ACTOnco comprehensive cancer panel sequencing: Eighty nanograms of genomic DNA from each sample were amplified using four pools of 15992 primer pairs (Ion AmpliSeq Comprehensive Cancer Panel, Thermo Fisher Scientific) to target all coding exons of 409 cancer-related genes (1688650 target bases). Amplicons were ligated with barcoded adaptors using the Ion Ampliseq Library Kit (Thermo Fisher Scientific). They were subsequently conjugated with sequencing beads by emulsion polymerase chain reaction and enriched using IonChef (Thermo Fisher Scientific) according to the manufacturer’s protocol. Sequencing was performed on the Ion Proton Sequencer with the Ion PI chip (Thermo Fisher Scientific).

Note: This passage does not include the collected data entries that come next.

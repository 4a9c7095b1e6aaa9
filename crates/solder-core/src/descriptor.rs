//! Immutable plugin descriptors and their lifecycle hooks.
//!
//! A [`Descriptor`] is created exactly once per discovered plugin and never
//! mutated afterwards. It bundles:
//!
//! - the identity fields (`id`, `version`, optional parent id),
//! - the ordered declared dependencies,
//! - three function-valued hook slots: `construct`, `activators`,
//!   `deactivators`.
//!
//! Hooks are plain callables supplied at the boundary (the container loader
//! attaches them while building the descriptor); the core invokes them
//! without knowing anything about the plugin's concrete type. A constructed
//! plugin is carried as a type-erased [`PluginInstance`].
//!
//! Equality and hashing use only `id`, `version`, and the dependency
//! sequence — the fields frozen at creation.

use std::any::{Any, TypeId};
use std::collections::HashMap;
use std::fmt;
use std::hash::{Hash, Hasher};
use std::sync::Arc;

use crate::error::{BoxError, PluginError, Result};
use crate::identity::{PluginId, VersionRange};
use crate::metadata::{PluginKind, PluginManifest};

// ─── Hook types ──────────────────────────────────────────────────────────────

/// A constructed plugin instance, type-erased.
///
/// The inner `dyn Any` is whatever the construction hook produced; hosts
/// downcast it back to the concrete plugin type.
pub type PluginInstance = Arc<dyn Any + Send + Sync>;

/// Hook that produces the plugin instance from the initialization arguments.
pub type ConstructHook =
    Arc<dyn Fn(&InitArgs) -> std::result::Result<PluginInstance, BoxError> + Send + Sync>;

/// An activator or deactivator hook.
pub type LifecycleHook = Arc<
    dyn Fn(&PluginInstance, &InitArgs) -> std::result::Result<(), BoxError> + Send + Sync,
>;

/// One activator or deactivator with its ordering priority.
///
/// Lower priorities run first; ties run in declaration order.
#[derive(Clone)]
pub struct HookEntry {
    /// Ordering priority; lower runs first.
    pub priority: i32,
    /// The hook itself.
    pub hook: LifecycleHook,
}

impl fmt::Debug for HookEntry {
    fn fmt(&self, f: &mut fmt::Formatter<'_>) -> fmt::Result {
        f.debug_struct("HookEntry")
            .field("priority", &self.priority)
            .finish_non_exhaustive()
    }
}

// ─── InitArgs ────────────────────────────────────────────────────────────────

/// Heterogeneous argument map handed to every lifecycle hook.
///
/// Values are keyed by type; each hook pulls out what it needs and ignores
/// the rest.
///
/// # Example
///
/// ```rust,ignore
/// let mut args = InitArgs::new();
/// args.insert(MyHostHandle::new());
///
/// // inside a hook:
/// let handle = args.get::<MyHostHandle>().expect("host handle missing");
/// ```
#[derive(Default)]
pub struct InitArgs {
    values: HashMap<TypeId, Arc<dyn Any + Send + Sync>>,
}

impl InitArgs {
    /// Creates an empty argument map.
    pub fn new() -> Self {
        Self::default()
    }

    /// Inserts a value, replacing any previous value of the same type.
    pub fn insert<T: Any + Send + Sync>(&mut self, value: T) -> &mut Self {
        self.values.insert(TypeId::of::<T>(), Arc::new(value));
        self
    }

    /// Retrieves a value by type.
    pub fn get<T: Any + Send + Sync>(&self) -> Option<Arc<T>> {
        self.values
            .get(&TypeId::of::<T>())
            .cloned()
            .and_then(|value| value.downcast::<T>().ok())
    }

    /// Returns the number of stored values.
    pub fn len(&self) -> usize {
        self.values.len()
    }

    /// Returns `true` when no values are stored.
    pub fn is_empty(&self) -> bool {
        self.values.is_empty()
    }
}

impl fmt::Debug for InitArgs {
    fn fmt(&self, f: &mut fmt::Formatter<'_>) -> fmt::Result {
        f.debug_struct("InitArgs")
            .field("len", &self.values.len())
            .finish_non_exhaustive()
    }
}

// ─── DeclaredDep ─────────────────────────────────────────────────────────────

/// A parsed dependency declaration.
#[derive(Clone, Debug, PartialEq, Eq, Hash)]
pub struct DeclaredDep {
    /// Id of the plugin that satisfies the dependency.
    pub id: PluginId,
    /// Accepted versions.
    pub version: VersionRange,
    /// Whether the requestor refuses to link without this dependency.
    pub required: bool,
}

impl fmt::Display for DeclaredDep {
    fn fmt(&self, f: &mut fmt::Formatter<'_>) -> fmt::Result {
        write!(f, "{{{}, {}, {}}}", self.id, self.version, self.required)
    }
}

// ─── Descriptor ──────────────────────────────────────────────────────────────

/// Immutable metadata and hooks for one plugin.
///
/// Created once by a [`DescriptorBuilder`] and never mutated; all runtime
/// state lives in the manager's plugin record.
#[derive(Clone)]
pub struct Descriptor {
    id: PluginId,
    version: String,
    parent: Option<PluginId>,
    dependencies: Vec<DeclaredDep>,
    kind: PluginKind,
    description: String,
    author: String,
    construct: ConstructHook,
    activators: Vec<HookEntry>,
    deactivators: Vec<HookEntry>,
}

impl Descriptor {
    /// Starts building a descriptor from raw parts.
    pub fn builder(id: impl Into<PluginId>, version: impl Into<String>) -> DescriptorBuilder {
        DescriptorBuilder::new(id, version)
    }

    /// The plugin id.
    pub fn id(&self) -> &PluginId {
        &self.id
    }

    /// The plugin version string.
    pub fn version(&self) -> &str {
        &self.version
    }

    /// The declared parent id, if any.
    pub fn parent(&self) -> Option<&PluginId> {
        self.parent.as_ref()
    }

    /// The declared dependencies in declaration order.
    pub fn dependencies(&self) -> &[DeclaredDep] {
        &self.dependencies
    }

    /// Standard or library plugin.
    pub fn kind(&self) -> PluginKind {
        self.kind
    }

    /// Free-form description, carried opaquely.
    pub fn description(&self) -> &str {
        &self.description
    }

    /// Free-form author, carried opaquely.
    pub fn author(&self) -> &str {
        &self.author
    }

    /// The construction hook.
    pub fn construct_hook(&self) -> &ConstructHook {
        &self.construct
    }

    /// Activator hooks in declaration order (unsorted).
    pub fn activators(&self) -> &[HookEntry] {
        &self.activators
    }

    /// Deactivator hooks in declaration order (unsorted).
    pub fn deactivators(&self) -> &[HookEntry] {
        &self.deactivators
    }
}

impl fmt::Debug for Descriptor {
    fn fmt(&self, f: &mut fmt::Formatter<'_>) -> fmt::Result {
        f.debug_struct("Descriptor")
            .field("id", &self.id)
            .field("version", &self.version)
            .field("parent", &self.parent)
            .field("dependencies", &self.dependencies)
            .field("kind", &self.kind)
            .finish_non_exhaustive()
    }
}

impl PartialEq for Descriptor {
    fn eq(&self, other: &Self) -> bool {
        self.id == other.id
            && self.version == other.version
            && self.dependencies == other.dependencies
    }
}

impl Eq for Descriptor {}

impl Hash for Descriptor {
    fn hash<H: Hasher>(&self, state: &mut H) {
        self.id.hash(state);
        self.version.hash(state);
        self.dependencies.hash(state);
    }
}

// ─── DescriptorBuilder ───────────────────────────────────────────────────────

/// Validating builder for [`Descriptor`]s.
///
/// The container loader builds a descriptor from a parsed manifest and
/// attaches the hooks it knows about:
///
/// ```rust,ignore
/// let descriptor = DescriptorBuilder::from_manifest(&manifest)?
///     .construct(Arc::new(|args| Ok(Arc::new(MyPlugin::new(args)) as PluginInstance)))
///     .activator(0, Arc::new(|instance, args| { /* … */ Ok(()) }))
///     .build();
/// ```
pub struct DescriptorBuilder {
    id: PluginId,
    version: String,
    parent: Option<PluginId>,
    dependencies: Vec<DeclaredDep>,
    kind: PluginKind,
    description: String,
    author: String,
    construct: Option<ConstructHook>,
    activators: Vec<HookEntry>,
    deactivators: Vec<HookEntry>,
}

impl std::fmt::Debug for DescriptorBuilder {
    fn fmt(&self, f: &mut std::fmt::Formatter<'_>) -> std::fmt::Result {
        f.debug_struct("DescriptorBuilder")
            .field("id", &self.id)
            .field("version", &self.version)
            .field("parent", &self.parent)
            .field("dependencies", &self.dependencies)
            .field("kind", &self.kind)
            .field("description", &self.description)
            .field("author", &self.author)
            .field("construct", &self.construct.is_some())
            .field("activators", &self.activators.len())
            .field("deactivators", &self.deactivators.len())
            .finish()
    }
}

impl DescriptorBuilder {
    /// Starts a builder from raw parts. Prefer
    /// [`from_manifest`](Self::from_manifest) at the discovery boundary.
    pub fn new(id: impl Into<PluginId>, version: impl Into<String>) -> Self {
        Self {
            id: id.into(),
            version: version.into(),
            parent: None,
            dependencies: Vec::new(),
            kind: PluginKind::Standard,
            description: String::new(),
            author: String::new(),
            construct: None,
            activators: Vec::new(),
            deactivators: Vec::new(),
        }
    }

    /// Builds from a parsed manifest, validating every field the core relies
    /// on: non-empty id and version, and a non-empty id for each declared
    /// dependency.
    pub fn from_manifest(manifest: &PluginManifest) -> Result<Self> {
        let id = manifest.id.trim();
        if id.is_empty() {
            return Err(PluginError::InvalidDescriptor(
                "plugin id must be non-empty".to_string(),
            ));
        }
        let version = manifest.version.trim();
        if version.is_empty() {
            return Err(PluginError::InvalidDescriptor(format!(
                "plugin '{id}' has an empty version"
            )));
        }

        let mut builder = Self::new(id, version);
        builder.kind = manifest.kind;
        builder.description = manifest.description.clone();
        builder.author = manifest.author.clone();
        if let Some(parent) = manifest.parent_id() {
            builder.parent = Some(PluginId::from(parent));
        }
        for entry in &manifest.dependencies {
            let dep_id = entry.id.trim();
            if dep_id.is_empty() {
                return Err(PluginError::InvalidDescriptor(format!(
                    "plugin '{id}' declares a dependency with an empty id"
                )));
            }
            builder.dependencies.push(DeclaredDep {
                id: PluginId::from(dep_id),
                version: VersionRange::parse(&entry.version),
                required: entry.required,
            });
        }
        Ok(builder)
    }

    /// Sets the parent plugin id.
    pub fn parent(mut self, parent: impl Into<PluginId>) -> Self {
        self.parent = Some(parent.into());
        self
    }

    /// Declares a dependency.
    pub fn dependency(
        mut self,
        id: impl Into<PluginId>,
        version: VersionRange,
        required: bool,
    ) -> Self {
        self.dependencies.push(DeclaredDep {
            id: id.into(),
            version,
            required,
        });
        self
    }

    /// Sets the plugin kind.
    pub fn kind(mut self, kind: PluginKind) -> Self {
        self.kind = kind;
        self
    }

    /// Sets the construction hook.
    pub fn construct(mut self, hook: ConstructHook) -> Self {
        self.construct = Some(hook);
        self
    }

    /// Appends an activator hook.
    pub fn activator(mut self, priority: i32, hook: LifecycleHook) -> Self {
        self.activators.push(HookEntry { priority, hook });
        self
    }

    /// Appends a deactivator hook.
    pub fn deactivator(mut self, priority: i32, hook: LifecycleHook) -> Self {
        self.deactivators.push(HookEntry { priority, hook });
        self
    }

    /// Finalizes the descriptor.
    ///
    /// A plugin without an explicit construction hook gets an inert instance
    /// (`Arc::new(())`), which keeps hook-less library plugins constructible.
    pub fn build(self) -> Descriptor {
        let construct = self
            .construct
            .unwrap_or_else(|| Arc::new(|_args: &InitArgs| Ok(Arc::new(()) as PluginInstance)));
        Descriptor {
            id: self.id,
            version: self.version,
            parent: self.parent,
            dependencies: self.dependencies,
            kind: self.kind,
            description: self.description,
            author: self.author,
            construct,
            activators: self.activators,
            deactivators: self.deactivators,
        }
    }
}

Raw data generated by the sequencer were mapped to the hg19 reference genome using Ion Torrent Suite (v. 4.4). Single nucleotide variants (SNVs) and short insertion/deletions (INDELs) were identified using the Torrent Variant Caller plug-in. Variant Effect Predictor (VEP) was used to annotate every variant. Genetic alterations of all coding exons and all exon-intron boundaries covered by the gene panel were analyzed. Identified variants were included both in protein-coding sequences and splice-site variants. For variants in protein-coding sequences, only non-synonymous mutations were analyzed. Any variant with less than 25 reads or lower than 5% variant frequency was filtered out. With the threshold for filtering, 99% of the captured region was covered in each case. Total numbers of mapped reads in the studied samples were between 20907271 and 37358579. The mean base coverage depth ranged from 1355 to 2397. Variants that were included in 1000 Genomes project Phase 1 (Asian populations) with > 1% minor allele frequency (MAF) were considered as polymorphisms and excluded from further analysis.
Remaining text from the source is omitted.